Retype, word for word, only the lines from the one with "fn from(error: figment::Error)" through the last line of the data below.

_Data extract_

━━━━━━

//! Error types for the cloudview configuration system

use thiserror::Error;

/// Result type for configuration operations
pub type ConfigResult<T> = std::result::Result<T, ConfigError>;

/// Configuration-related errors
#[derive(Error, Debug)]
pub enum ConfigError {
    /// Configuration parsing failed
    #[error("Failed to parse configuration: {source}")]
    ParseError {
        #[source]
        source: Box<figment::Error>,
    },

    /// Configuration file format not supported
    #[error("Unsupported configuration file format: {format}")]
    UnsupportedFormat { format: String },

    /// Invalid configuration value
    #[error("Invalid configuration value for key '{key}': {message}")]
    InvalidValue { key: String, message: String },
}

impl From<figment::Error> for ConfigError {
    fn from(error: figment::Error) -> Self {
        ConfigError::ParseError {
            source: Box::new(error),
        }
    }
}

━━━━━━

_Response_
    fn from(error: figment::Error) -> Self {
        ConfigError::ParseError {
            source: Box::new(error),
        }
    }
}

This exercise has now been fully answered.